◆ REQUIRED ACTION: Below are entries; print them exactly from the first line through the one containing "pub mod handlers;".

(Beginning of DATA EXCERPTS)

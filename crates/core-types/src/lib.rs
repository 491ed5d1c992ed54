pub mod error;
pub mod structs;

// Re-export the core types to provide a clean public API.
pub use error::CoreError;
pub use structs::{NewToDo, ToDo};
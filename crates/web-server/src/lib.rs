use axum::{
    Router,
    extract::DefaultBodyLimit,
    routing::{delete, get, post},
};
use configuration::ServerSettings;
use database::DbRepository;
use std::future::Future;
use std::sync::Arc;
use tower_http::trace::TraceLayer;

pub mod error;
pub mod handlers;

/// The shared application state that all handlers can access.
#[derive(Clone)]
pub struct AppState {
    pub db_repo: DbRepository,
}

/// Builds the router with every route, the request trace layer, and the body limit.
pub fn build_router(state: AppState, body_limit_bytes: usize) -> Router {
    Router::new()
        .route("/", get(handlers::index))
        .route("/health", get(|| async { "OK" }))
        .route("/clicked", post(handlers::clicked))
        .route("/todos", get(handlers::list_todos).post(handlers::create_todo))
        .route("/todos/toggle/:id", post(handlers::toggle_todo))
        .route("/todos/:id", delete(handlers::delete_todo))
        .with_state(Arc::new(state))
        // This middleware will automatically log information about every incoming request.
        .layer(TraceLayer::new_for_http())
        .layer(DefaultBodyLimit::max(body_limit_bytes))
}

/// Serves the application until `shutdown` resolves.
///
/// The caller owns the repository and closes it once this returns.
pub async fn run_server(
    settings: &ServerSettings,
    db_repo: DbRepository,
    shutdown: impl Future<Output = ()> + Send + 'static,
) -> anyhow::Result<()> {
    let addr = settings.socket_addr();
    let app = build_router(AppState { db_repo }, settings.body_limit_bytes);

    let listener = tokio::net::TcpListener::bind(addr).await?;
    tracing::info!("Web server listening on http://{}", addr);

    axum::serve(listener, app)
        .with_graceful_shutdown(shutdown)
        .await?;

    tracing::info!("Web server stopped");
    Ok(())
}

/// Resolves on Ctrl-C, or SIGTERM on unix.
pub async fn shutdown_signal() {
    let ctrl_c = async {
        if let Err(e) = tokio::signal::ctrl_c().await {
            tracing::error!(error = %e, "Failed to listen for Ctrl-C");
            std::future::pending::<()>().await;
        }
    };

    #[cfg(unix)]
    let terminate = async {
        match tokio::signal::unix::signal(tokio::signal::unix::SignalKind::terminate()) {
            Ok(mut signal) => {
                signal.recv().await;
            }
            Err(e) => {
                tracing::error!(error = %e, "Failed to listen for SIGTERM");
                std::future::pending::<()>().await;
            }
        }
    };

    #[cfg(not(unix))]
    let terminate = std::future::pending::<()>();

    tokio::select! {
        _ = ctrl_c => {},
        _ = terminate => {},
    }
    tracing::info!("Shutdown signal received");
}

(End of DATA EXCERPTS)

◆ ANSWER TO THIS PROBLEM:
filename crates/core-types/src/lib.rs
repository 491ed5d1c992ed54
pub mod error;
pub mod structs;

// Re-export the core types to provide a clean public API.
pub use error::CoreError;
pub use structs::{NewToDo, ToDo};
filename crates/web-server/src/lib.rs
use axum::{
    Router,
    extract::DefaultBodyLimit,
    routing::{delete, get, post},
};
use configuration::ServerSettings;
use database::DbRepository;
use std::future::Future;
use std::sync::Arc;
use tower_http::trace::TraceLayer;

pub mod error;
pub mod handlers;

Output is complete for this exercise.